(Domingos Amaral)
Episódio Nº 6
A hostilidade entre os dois
grupos de muçulmanos era evidente. Taxfin, tal como Zulmira e Abu Zhakaria, era
um cordovês, um árabe da Andaluzia, enquanto Ali Yusuf e os seus berberes eram
uns brutamontes dos desertos africanos, sanguinário e primitivos.
Aquela era uma aliança
forçada e desagradável, embora necessária.
Para vencer os cristãos, os
andaluzes precisavam dos berberes e da sua energia bélica. Os governadores das
taifas, os walis de Córdova, Sevilha ou Badajoz, apesar de contrariados,
aceitavam o jugo de Ali Yusuf, o califa de Marraquexe, mesmo que fosse apenas
temporariamente.
Por essa razão, Taxfin tinha
decidido vir em conjunto até Coimbra tomar a cidade cristã que resistia há
tantos anos, e tentar matar os descendentes do Imperador Afonso VI, Dª Teresa e
seu filho Afonso Henriques.
Ali Yusuf era apenas um
“wali”, e precisava ainda do califa, pois não tinha assim tantos homens, só em
Córdova a sua palavra e ordens eram aceites.
Talvez por isso, o azedume
dos andaluzes contra os berberes tornara a empresa numa tormenta. Havia
quezílias permanentes e as escaramuças só se suspenderam quando chegaram aos
arrabaldes de Coimbra e atacaram os cristãos das redondezas.
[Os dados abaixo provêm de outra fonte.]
//! Command line interface for boot0img

use crate::builder::Boot0ImageBuilder;
use crate::buffer::RawBuffer;
use crate::checksum;
use crate::error::{Boot0ImgError, Result};
use crate::mbr::PartitionKind;
use crate::section;
use crate::sink::OutputSink;
use crate::VERSION;
use clap::Parser;
use std::path::PathBuf;

/// Command line arguments for boot0img
#[derive(Parser, Debug)]
#[command(name = "boot0img")]
#[command(version = VERSION)]
#[command(about = "Assemble an Allwinner boot image for boot0", long_about = None)]
pub struct Args {
    /// Output file name, stdout if omitted
    #[arg(short, long)]
    pub output: Option<String>,

    /// Block device to write to (overrides --output, not truncated)
    #[arg(short = 'D', long)]
    pub device: Option<PathBuf>,

    /// boot0 image to embed into the image
    #[arg(short, long)]
    pub boot0: Option<PathBuf>,

    /// boot0 image to embed, relocating its firmware load offset
    #[arg(short = 'B', long)]
    pub boot0_patch: Option<PathBuf>,

    /// Undo a previous firmware-offset relocation (with --boot0-patch)
    #[arg(long, requires = "boot0_patch")]
    pub revert: bool,

    /// Calculate and verify the checksum of a file, build nothing
    #[arg(short, long)]
    pub checksum: Option<PathBuf>,

    /// U-Boot image file (without SPL)
    #[arg(short, long)]
    pub uboot: Option<PathBuf>,

    /// Image file to write into SRAM
    #[arg(short, long)]
    pub sram: Option<PathBuf>,

    /// Image file to write into DRAM, or trampoline64:<addr> /
    /// trampoline32:<addr>
    #[arg(short, long)]
    pub dram: Option<String>,

    /// Reset vector address for arisc
    #[arg(short, long = "arisc_entry")]
    pub arisc_entry: Option<String>,

    /// Use the header found in the U-Boot binary (requires --uboot)
    #[arg(short, long = "embedded_header")]
    pub embedded_header: bool,

    /// Prepend a partition table with a FAT partition of this many MB
    #[arg(short, long)]
    pub partition: Option<u32>,

    /// Prepend a partition table with an EFI partition of this many MB
    #[arg(short = 'E', long)]
    pub efi_partition: Option<u32>,

    /// Quiet mode - only output errors
    #[arg(short, long)]
    pub quiet: bool,
}

/// Main CLI handler
pub fn run(args: Args) -> Result<()> {
    if let Some(path) = &args.checksum {
        return verify_file(path, !args.quiet);
    }

    let mut builder = Boot0ImageBuilder::new().quiet(args.quiet);

    if let Some(path) = &args.boot0_patch {
        builder = builder.boot0(path).patch_boot0(true).revert_patch(args.revert);
    } else if let Some(path) = &args.boot0 {
        builder = builder.boot0(path);
    }
    builder = builder.embedded_header(args.embedded_header);
    if let Some(path) = &args.uboot {
        builder = builder.uboot(path);
    }
    if let Some(source) = &args.dram {
        builder = builder.dram(source);
    }
    if let Some(path) = &args.sram {
        builder = builder.sram(path);
    }
    if let Some(addr) = &args.arisc_entry {
        builder = builder.arisc_entry(section::parse_address(addr));
    }
    if let Some(size_mb) = args.partition {
        builder = builder.partition(PartitionKind::Fat, size_mb);
    } else if let Some(size_mb) = args.efi_partition {
        builder = builder.partition(PartitionKind::Efi, size_mb);
    }

    // Surface configuration errors before touching the output.
    builder.validate()?;

    let sink = match (&args.device, args.output.as_deref()) {
        (Some(path), _) => OutputSink::device(path)?,
        (None, Some("stdout")) | (None, None) => OutputSink::stdout(),
        (None, Some(path)) => OutputSink::create(path)?,
    };

    builder.write(sink)
}

/// Verify-only mode: print the computed image checksum and compare it
/// with the stored one.
fn verify_file(path: &PathBuf, verbose: bool) -> Result<()> {
    let image = RawBuffer::load(path)?;
    let report = checksum::verify(image.as_slice());

    if verbose {
        println!("{}: {} Bytes", path.display(), image.len());
    }
    println!("0x{:08x}", report.computed);
    if verbose {
        println!(
            "stored checksum: 0x{:08x}, {}matching",
            report.stored,
            if report.matches { "" } else { "NOT " }
        );
    }

    if report.matches {
        Ok(())
    } else {
        Err(Boot0ImgError::ChecksumMismatch {
            stored: report.stored,
            computed: report.computed,
        })
    }
}

#[cfg(test)]
mod tests {
    use super::*;

    #[test]
    fn test_args_parse_build() {
        let args = Args::parse_from([
            "boot0img",
            "-o",
            "out.img",
            "--dram",
            "trampoline64:0x40000000",
            "--sram",
            "scp.bin",
            "-a",
            "0x44008",
        ]);
        assert_eq!(args.output.as_deref(), Some("out.img"));
        assert_eq!(args.dram.as_deref(), Some("trampoline64:0x40000000"));
        assert_eq!(args.sram, Some(PathBuf::from("scp.bin")));
        assert_eq!(args.arisc_entry.as_deref(), Some("0x44008"));
        assert!(!args.embedded_header);
    }

    #[test]
    fn test_args_parse_checksum_mode() {
        let args = Args::parse_from(["boot0img", "--checksum", "image.img", "-q"]);
        assert_eq!(args.checksum, Some(PathBuf::from("image.img")));
        assert!(args.quiet);
    }

    #[test]
    fn test_run_embedded_header_without_uboot() {
        let args = Args::parse_from(["boot0img", "-e", "-s", "scp.bin", "-o", "out.img"]);
        let err = run(args).unwrap_err();
        assert!(matches!(err, Boot0ImgError::EmbeddedHeaderNeedsUboot));
        assert_eq!(err.exit_code(), 2);
    }

    #[test]
    fn test_revert_requires_patch() {
        assert!(Args::try_parse_from(["boot0img", "--revert", "-s", "scp.bin"]).is_err());
        assert!(
            Args::try_parse_from(["boot0img", "-B", "boot0.img", "--revert", "-s", "scp.bin"])
                .is_ok()
        );
    }
}
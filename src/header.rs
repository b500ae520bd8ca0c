//! The fixed 1536-byte boot0 image header.
//!
//! Layout (word offsets, one word = 4 bytes):
//!
//! | word   | field                                        |
//! |--------|----------------------------------------------|
//! | 0      | branch instruction over the header           |
//! | 1..3   | 8-byte magic, "uboot"                        |
//! | 3      | checksum                                     |
//! | 4      | section alignment (0x4000)                   |
//! | 5      | total padded length                          |
//! | 6      | primary size (length before final alignment) |
//! | 11     | DRAM load address                            |
//! | 0x140  | section table, 10 (offset, size) word pairs  |

use crate::buffer::RawBuffer;
use crate::checksum::word_sum;
use crate::error::{Boot0ImgError, Result};
use crate::{BOOT0_ALIGN, CHECKSUM_SEED, HEADER_SIZE, UBOOT_LOAD_ADDR};

/// Word offsets of the named header fields.
mod field {
    pub const JUMP_INS: usize = 0;
    pub const MAGIC: usize = 1;
    pub const CHECKSUM: usize = 3;
    pub const ALIGN: usize = 4;
    pub const LENGTH: usize = 5;
    pub const PRIMARY_SIZE: usize = 6;
    pub const LOAD_ADDR: usize = 11;
    pub const SECTION_TABLE: usize = 0x500 / 4;
}

/// Magic string in the 8-byte region at word 1.
pub const HEADER_MAGIC: &[u8; 5] = b"uboot";

/// Number of (offset, size) pairs in the section table.
pub const SECTION_SLOTS: usize = 10;

/// Section-table pair used for the DRAM payload.
pub const DRAM_ENTRY: usize = 0;

/// Section-table pair used for the SRAM payload.
pub const SRAM_ENTRY: usize = 4;

/// Builder for the fixed-size header region.
///
/// The checksum must be written last, after every other field is final,
/// because it covers the rest of the header plus all section payload
/// bytes; [`ImageHeader::seal`] enforces that ordering.
#[derive(Debug, Clone, PartialEq, Eq)]
pub struct ImageHeader {
    buf: RawBuffer,
}

impl ImageHeader {
    /// Fresh header with the branch instruction, magic and the platform
    /// constants filled in.
    pub fn new() -> Self {
        let mut header = Self {
            buf: RawBuffer::with_len(HEADER_SIZE),
        };
        // AArch64 `b` to the first byte after the header.
        header
            .buf
            .put_u32(field::JUMP_INS, 0x1400_0000 | (HEADER_SIZE as u32 / 4));
        header.write_static_fields();
        header
    }

    /// Adopt the header embedded at the front of a U-Boot binary.
    ///
    /// The pre-existing branch instruction is trusted unmodified; the
    /// static fields are rewritten and the section table and checksum are
    /// contributed as usual.
    pub fn from_embedded(uboot: &[u8]) -> Result<Self> {
        if uboot.len() < HEADER_SIZE {
            return Err(Boot0ImgError::EmbeddedHeaderTooSmall { size: uboot.len() });
        }
        let mut header = Self {
            buf: RawBuffer::from_vec(uboot[..HEADER_SIZE].to_vec()),
        };
        header.write_static_fields();
        Ok(header)
    }

    fn write_static_fields(&mut self) {
        let magic = &mut self.buf.as_mut_slice()[field::MAGIC * 4..field::CHECKSUM * 4];
        magic.fill(0);
        magic[..HEADER_MAGIC.len()].copy_from_slice(HEADER_MAGIC);

        self.buf.put_u32(field::ALIGN, BOOT0_ALIGN as u32);
        self.buf.put_u32(field::LOAD_ADDR, UBOOT_LOAD_ADDR);
    }

    /// Record a section in the table as an (absolute offset, padded size)
    /// word pair. `entry` is one of [`DRAM_ENTRY`] / [`SRAM_ENTRY`].
    pub fn set_section_entry(&mut self, entry: usize, offset: u32, size: u32) {
        assert!(entry < SECTION_SLOTS);
        self.buf.put_u32(field::SECTION_TABLE + entry * 2, offset);
        self.buf.put_u32(field::SECTION_TABLE + entry * 2 + 1, size);
    }

    /// Read back a section-table pair.
    pub fn section_entry(&self, entry: usize) -> (u32, u32) {
        assert!(entry < SECTION_SLOTS);
        (
            self.buf.get_u32(field::SECTION_TABLE + entry * 2),
            self.buf.get_u32(field::SECTION_TABLE + entry * 2 + 1),
        )
    }

    /// Store the unpadded total length and its 0x4000-aligned counterpart.
    pub fn set_sizes(&mut self, primary: u32, total: u32) {
        self.buf.put_u32(field::PRIMARY_SIZE, primary);
        self.buf.put_u32(field::LENGTH, total);
    }

    /// Compute and store the final checksum.
    ///
    /// `payload_sum` is the word-sum of every payload byte outside this
    /// header. The checksum slot is preloaded with the seed so the stored
    /// value covers seed + header + payloads. Returns the stored value.
    pub fn seal(&mut self, payload_sum: u32) -> u32 {
        self.buf.put_u32(field::CHECKSUM, CHECKSUM_SEED);
        let sum = payload_sum.wrapping_add(word_sum(self.buf.as_slice()));
        self.buf.put_u32(field::CHECKSUM, sum);
        sum
    }

    pub fn as_bytes(&self) -> &[u8] {
        self.buf.as_slice()
    }

    pub fn checksum(&self) -> u32 {
        self.buf.get_u32(field::CHECKSUM)
    }
}

impl Default for ImageHeader {
    fn default() -> Self {
        Self::new()
    }
}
O intervalo pacífico durou
pouco tempo: o califa tinha dúvidas sobre o ataque à cidade e mais nervoso
ficou quando Taxfin voltou triunfante de Soure, dizendo que a povoação fora
arrasada.
Cuidado, meu marido, Ali
Yusuf é ciumento – murmurava Zulmira.
Tinha razão: vinte e cinco
dias depois de cercarem Coimbra, Yusuf começou a dar sinais contraditórios.
Falava em combates em Saragoça, em Valência, em Toledo, e Taxfin regressara à
tenda da família, sempre acompanhado de Abu Zhakaria, a vociferar que o califa
era um cobarde e um tolo!
- Devíamos matá-lo aqui às portas de Coimbra! Pendurar a cabeça do
estúpido berbere nas muralhas cristãs, antes de tomar a cidade!
Zaida, de cinco anos apenas,
olhou-o pálida, enquanto Zulmira o repreendia levemente:
- Esposo, não fales assim,
assustais minhas filhas.
Taxfin sorriu às meninas,
colocou mais uma vez o dedo à frente da boca e nessa noite adormeceu a contar
histórias da serra Morena, do castelo de Hisn Abi Cherif para onde a família se
retirava no verão, e onde duas criadas os brindavam com seus suculentos
escabeches e os seus saborosos ensopados.